Objective: The objective of this study was to assess external and internal exposure to polycyclic aromatic hydrocarbons (PAHs) of workers who are employed in a graphite-electrode producing plant. Additionally we wanted to contribute to the question of biological limit values in order to reduce exposure to tolerable levels.
Methods: At five different working places 12 stationary and 16 personal air measurements were carried out to determine the concentrations of phenanthrene, fluoranthene, pyrene, benz[a]anthracene, chrysene, benzo[b]fluoranthene, benzo[a]pyrene and dibenz[a, h]anthracene in air. In addition, we investigated the excretion of 1-, 2 + 9-, 3- and 4-hydroxyphenanthrene and of 1-hydroxypyrene in the urine of 67 workers by a very sensitive and practical high-performance liquid chromatographic (HPLC) method with fluorescence detection; 2- and 9-hydroxyphenanthrene could not be separated with our analytical method.
Results: During the production of graphite electrodes significantly higher PAH exposures were found in the baking and impregnation area than in the crushing, graphitisation and conditioning area. The results of personal air measurements (mean values of the sum of eight PAHs) are: 29.3 (baking), 23.4 (impregnation), 5.2 (crushing), 1.3 (graphitisation) and 0.4 microgram/m3 (conditioning). Stationary air measurements yielded similar concentrations. Workers employed in the baking and impregnation areas excreted the highest amount of PAH metabolites in urine. The 1-hydroxypyrene concentrations (median) were: 23.4 (baking), 22.0 (impregnation), 9.6 (crushing), 1.8 (graphitisation) and 2.3 micrograms/g creatinine (conditioning). The corresponding concentrations of the sum of monohydroxylated phenanthrene metabolites (median) were: 23.1, 36.0, 10.4, 4.6 and 7.6 micrograms/g creatinine. Within the monohydroxylated phenanthrene metabolites 3-hydroxyphenanthrene predominates with a percentage of 43%. Our results showed that a benzo[a]pyrene concentration in air of 2 micrograms/m3 would lead to 1-hydroxypyrene concentrations in urine of 20-74 micrograms/g creatinine. That means that corresponding values in the literature which lie between 4.4 and 6.2 micrograms/g creatinine are due to other conditions of exposure and cannot be applied to graphite-electrode producing plants.

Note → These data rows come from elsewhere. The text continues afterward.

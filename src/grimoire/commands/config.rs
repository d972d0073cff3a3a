use crate::commands::{CmdMessage, CmdResult, GrimoirePaths};
use crate::config::{ConfigKey, GrimoireConfig};
use crate::error::Result;

#[derive(Debug, Clone)]
pub enum ConfigAction {
    /// Every entry, carried in `CmdResult::config`.
    Show,
    /// One entry's value as an info message.
    Get(ConfigKey),
    /// Validate, save, and echo the stored value.
    Set(ConfigKey, String),
}

/// Reads or updates `config.json` in the data directory. The resulting
/// configuration is always returned, so a client can re-render it.
pub fn run(paths: &GrimoirePaths, action: ConfigAction) -> Result<CmdResult> {
    let mut config = GrimoireConfig::load(&paths.data_dir)?;
    let mut result = CmdResult::default();

    match action {
        ConfigAction::Show => {}
        ConfigAction::Get(key) => {
            result.add_message(CmdMessage::info(config.get(key)));
        }
        ConfigAction::Set(key, value) => {
            config.set(key, &value)?;
            config.save(&paths.data_dir)?;
            tracing::info!(%key, value = config.get(key), "config saved");
            result.add_message(CmdMessage::success(format!(
                "Saved {} = {}",
                key,
                config.get(key)
            )));
        }
    }

    Ok(result.with_config(config))
}

#[cfg(test)]
mod tests {
    use super::*;
    use crate::error::GrimoireError;
    use tempfile::TempDir;

    fn paths(temp: &TempDir) -> GrimoirePaths {
        GrimoirePaths {
            data_dir: temp.path().to_path_buf(),
        }
    }

    #[test]
    fn show_returns_defaults_without_writing() {
        let temp = TempDir::new().unwrap();
        let result = run(&paths(&temp), ConfigAction::Show).unwrap();
        assert_eq!(result.config, Some(GrimoireConfig::default()));
        assert!(result.messages.is_empty());
        assert!(!temp.path().join("config.json").exists());
    }

    #[test]
    fn set_saves_trimmed_value() {
        let temp = TempDir::new().unwrap();
        let p = paths(&temp);
        let result = run(&p, ConfigAction::Set(ConfigKey::CardsFile, " deck.json ".into())).unwrap();
        assert_eq!(result.messages[0].content, "Saved cards-file = deck.json");

        let result = run(&p, ConfigAction::Get(ConfigKey::CardsFile)).unwrap();
        assert_eq!(result.messages[0].content, "deck.json");
        assert_eq!(result.config.unwrap().cards_file, "deck.json");
    }

    #[test]
    fn blank_value_is_rejected_and_nothing_saved() {
        let temp = TempDir::new().unwrap();
        let err = run(&paths(&temp), ConfigAction::Set(ConfigKey::SelectionKey, "".into()))
            .unwrap_err();
        assert!(matches!(err, GrimoireError::Config(_)));
        assert!(!temp.path().join("config.json").exists());
    }
}
//! # CLI Layer
//!
//! This module is **one possible UI client** for grimoire. It is the only
//! place that parses arguments, writes to stdout, and decides exit codes.
//!
//! Each invocation is one session: cards are loaded, the stored selection is
//! restored, the command's events are dispatched to the API, and the final
//! projection is rendered. Filter, sort and visibility come from flags and
//! are forgotten when the process exits; only the selection persists.
//!
//! ## Locations
//!
//! - Data directory: `$GRIMOIRE_HOME`, else the platform data dir
//! - Card file: `--cards`, else `$GRIMOIRE_CARDS`, else `cards-file` from config

use super::render::{print_config, print_filters, print_messages, print_projection, print_selected};
use super::setup::{Cli, Commands};
use clap::Parser;
use directories::ProjectDirs;
use grimoire::api::{ConfigAction, Event, GrimoireApi, GrimoirePaths};
use grimoire::catalog::Catalog;
use grimoire::config::{ConfigKey, GrimoireConfig};
use grimoire::error::{GrimoireError, Result};
use grimoire::logging;
use grimoire::source::FileSource;
use grimoire::store::fs::FileStore;
use grimoire::view::SortMode;
use std::path::PathBuf;

const HOME_ENV: &str = "GRIMOIRE_HOME";
const CARDS_ENV: &str = "GRIMOIRE_CARDS";

struct AppContext {
    api: GrimoireApi<FileStore>,
}

pub fn run() -> Result<()> {
    let cli = Cli::parse();

    if let Err(e) = logging::init_tracing(cli.verbose, cli.log_level.as_deref(), cli.log_json) {
        eprintln!("Warning: Failed to initialize logging: {}", e);
    }

    let paths = resolve_paths()?;

    // Config does not need the card collection.
    if let Some(Commands::Config { key, value }) = &cli.command {
        return handle_config(&paths, *key, value.clone());
    }

    let mut ctx = init_context(&cli, paths)?;

    match cli.command {
        Some(Commands::List {
            domain,
            level,
            sort,
            hide_all,
        }) => handle_list(&mut ctx, domain, level, sort, hide_all),
        Some(Commands::Select { ids }) => handle_select(&mut ctx, ids),
        Some(Commands::Selected) => handle_selected(&ctx),
        Some(Commands::Reset) => handle_reset(&mut ctx),
        Some(Commands::Filters) => handle_filters(&ctx),
        Some(Commands::Config { .. }) => Ok(()),
        None => handle_list(&mut ctx, None, None, SortMode::default(), false),
    }
}

fn resolve_paths() -> Result<GrimoirePaths> {
    let data_dir = match std::env::var_os(HOME_ENV) {
        Some(dir) if !dir.is_empty() => PathBuf::from(dir),
        _ => ProjectDirs::from("com", "grimoire", "grimoire")
            .map(|dirs| dirs.data_dir().to_path_buf())
            .ok_or_else(|| {
                GrimoireError::Config(format!(
                    "Could not determine a data directory; set {}",
                    HOME_ENV
                ))
            })?,
    };
    Ok(GrimoirePaths { data_dir })
}

fn init_context(cli: &Cli, paths: GrimoirePaths) -> Result<AppContext> {
    let config = GrimoireConfig::load(&paths.data_dir)?;

    let cards_path = cli
        .cards
        .clone()
        .or_else(|| std::env::var_os(CARDS_ENV).map(PathBuf::from))
        .unwrap_or_else(|| PathBuf::from(&config.cards_file));
    tracing::debug!(data_dir = %paths.data_dir.display(), cards = %cards_path.display(), "session paths");

    let store = FileStore::new(paths.data_dir.clone());
    let catalog = Catalog::with_key(store, config.selection_key.clone());
    let mut api = GrimoireApi::new(catalog, paths);
    api.load(&FileSource::new(cards_path))?;

    Ok(AppContext { api })
}

fn handle_list(
    ctx: &mut AppContext,
    domain: Option<String>,
    level: Option<String>,
    sort: SortMode,
    hide_all: bool,
) -> Result<()> {
    let mut events = Vec::new();
    if let Some(domain) = domain {
        events.push(Event::DomainFilterChanged(domain));
    }
    if let Some(level) = level {
        events.push(Event::LevelFilterChanged(level));
    }
    if hide_all {
        events.push(Event::ToggleVisibility);
    }

    let mut result = ctx.api.dispatch(Event::SortChanged(sort))?;
    for event in events {
        result = ctx.api.dispatch(event)?;
    }

    if let Some(projection) = &result.projection {
        print_projection(projection);
    }
    print_messages(&result.messages);
    Ok(())
}

fn handle_select(ctx: &mut AppContext, ids: Vec<String>) -> Result<()> {
    let result = ctx.api.toggle_many(&ids)?;
    print_messages(&result.messages);
    if let Some(projection) = &result.projection {
        println!();
        print_selected(projection);
    }
    Ok(())
}

fn handle_selected(ctx: &AppContext) -> Result<()> {
    let result = ctx.api.project()?;
    if let Some(projection) = &result.projection {
        print_selected(projection);
    }
    print_messages(&result.messages);
    Ok(())
}

fn handle_reset(ctx: &mut AppContext) -> Result<()> {
    let result = ctx.api.dispatch(Event::ResetSelection)?;
    print_messages(&result.messages);
    Ok(())
}

fn handle_filters(ctx: &AppContext) -> Result<()> {
    let result = ctx.api.project()?;
    if let Some(projection) = &result.projection {
        print_filters(projection);
    }
    Ok(())
}

fn handle_config(paths: &GrimoirePaths, key: Option<ConfigKey>, value: Option<String>) -> Result<()> {
    let action = match (key, value) {
        (None, _) => ConfigAction::Show,
        (Some(key), None) => ConfigAction::Get(key),
        (Some(key), Some(value)) => ConfigAction::Set(key, value),
    };

    let result = grimoire::commands::config::run(paths, action)?;
    if result.messages.is_empty() {
        if let Some(config) = &result.config {
            print_config(config);
        }
    }
    print_messages(&result.messages);
    Ok(())
}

Conclusions: Although to date there are no obligatory biological exposure limits for metabolites of PAHs in urine, it must be concluded that the internal PAH exposure is too high at some work places in this plant, as is generally the case in graphite-electrode producing plants. This is probably caused by skin absorption of PAHs. So for the prevention of health hazards by PAH, internal exposure must be measured using biological monitoring. Although it has not been possible to establish biological exposure limits for PAHs until now, we suggest a reduction in skin contact with these substances and thereafter use of the 90th percentile of the results of biological monitoring as "action levels" for corrective measures.